→ **Task brief**:
Only one stretch of the listing below is wanted. Begin at the line that has "impl AddAssign<&ScavengeStats> for", stop after the line that has "self.objects_copied += other.objects_copied;", and repeat every line in between exactly.

→ **Records shown**:
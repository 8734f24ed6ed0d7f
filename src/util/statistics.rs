//! Per-worker counters gathered while scavenging, merged and logged when a collection finishes.

use crate::object::ClosureKind;
use enum_map::EnumMap;
use std::ops::AddAssign;
use std::time::Duration;
use strum::IntoEnumIterator;

#[derive(Clone, Debug, Default)]
pub struct ScavengeStats {
    /// Objects traced by the object tracer, by kind.
    pub objects_scavenged: EnumMap<ClosureKind, usize>,
    pub objects_copied: usize,
    pub words_copied: usize,
    /// Large objects claimed and relinked instead of copied.
    pub large_objects_promoted: usize,
    /// Static closures put on a static-object list this cycle.
    pub statics_kept_alive: usize,
    /// Live SRT entries visited, counting repeated visits.
    pub srt_entries_visited: usize,
    pub cards_scanned: usize,
    pub cards_skipped: usize,
    pub frames_scanned: usize,
    pub mut_list_entries: usize,
    pub mut_list_retained: usize,
    /// Objects newly recorded on a remembered set by the scan.
    pub objects_remembered: usize,
    pub blocks_scanned: usize,
    /// Blocks taken from the shared todo queues.
    pub blocks_claimed: usize,
    pub idle_rounds: usize,
    pub elapsed: Duration,
}

impl ScavengeStats {
    pub fn total_objects_scavenged(&self) -> usize {
        self.objects_scavenged.values().sum()
    }

    pub(crate) fn log_summary(&self, collect_gen: usize, workers: usize) {
        info!(
            "Scavenged generations 0..={} with {} worker(s) in {:?}: {} objects traced, {} copied ({} words), {} large promoted",
            collect_gen,
            workers,
            self.elapsed,
            self.total_objects_scavenged(),
            self.objects_copied,
            self.words_copied,
            self.large_objects_promoted
        );
        debug!(
            "statics kept alive: {}, SRT entries: {}, cards scanned/skipped: {}/{}, frames: {}",
            self.statics_kept_alive,
            self.srt_entries_visited,
            self.cards_scanned,
            self.cards_skipped,
            self.frames_scanned
        );
        debug!(
            "remembered set: {} scanned, {} retained, {} added; blocks scanned: {}, claimed: {}, idle rounds: {}",
            self.mut_list_entries,
            self.mut_list_retained,
            self.objects_remembered,
            self.blocks_scanned,
            self.blocks_claimed,
            self.idle_rounds
        );
        for kind in ClosureKind::iter().filter(|k| self.objects_scavenged[*k] != 0) {
            trace!("  {:>20}: {}", kind.name(), self.objects_scavenged[kind]);
        }
    }
}

impl AddAssign<&ScavengeStats> for ScavengeStats {
    fn add_assign(&mut self, other: &ScavengeStats) {
        for (kind, n) in other.objects_scavenged.iter() {
            self.objects_scavenged[kind] += n;
        }
        self.objects_copied += other.objects_copied;
        self.words_copied += other.words_copied;
        self.large_objects_promoted += other.large_objects_promoted;
        self.statics_kept_alive += other.statics_kept_alive;
        self.srt_entries_visited += other.srt_entries_visited;
        self.cards_scanned += other.cards_scanned;
        self.cards_skipped += other.cards_skipped;
        self.frames_scanned += other.frames_scanned;
        self.mut_list_entries += other.mut_list_entries;
        self.mut_list_retained += other.mut_list_retained;
        self.objects_remembered += other.objects_remembered;
        self.blocks_scanned += other.blocks_scanned;
        self.blocks_claimed += other.blocks_claimed;
        self.idle_rounds += other.idle_rounds;
        // Workers run concurrently; the slowest one bounds the phase.
        self.elapsed = self.elapsed.max(other.elapsed);
    }
}

#[cfg(test)]
mod tests {
    use super::*;

    #[test]
    fn merge_adds_counters() {
        let mut a = ScavengeStats::default();
        a.objects_scavenged[ClosureKind::Constr] = 3;
        a.objects_copied = 3;
        a.elapsed = Duration::from_millis(5);
        let mut b = ScavengeStats::default();
        b.objects_scavenged[ClosureKind::Constr] = 1;
        b.objects_scavenged[ClosureKind::Tso] = 2;
        b.objects_copied = 1;
        b.elapsed = Duration::from_millis(2);

        a += &b;
        assert_eq!(a.objects_scavenged[ClosureKind::Constr], 4);
        assert_eq!(a.total_objects_scavenged(), 6);
        assert_eq!(a.objects_copied, 4);
        assert_eq!(a.elapsed, Duration::from_millis(5));
    }
}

→ **Expected output**:
impl AddAssign<&ScavengeStats> for ScavengeStats {
    fn add_assign(&mut self, other: &ScavengeStats) {
        for (kind, n) in other.objects_scavenged.iter() {
            self.objects_scavenged[kind] += n;
        }
        self.objects_copied += other.objects_copied;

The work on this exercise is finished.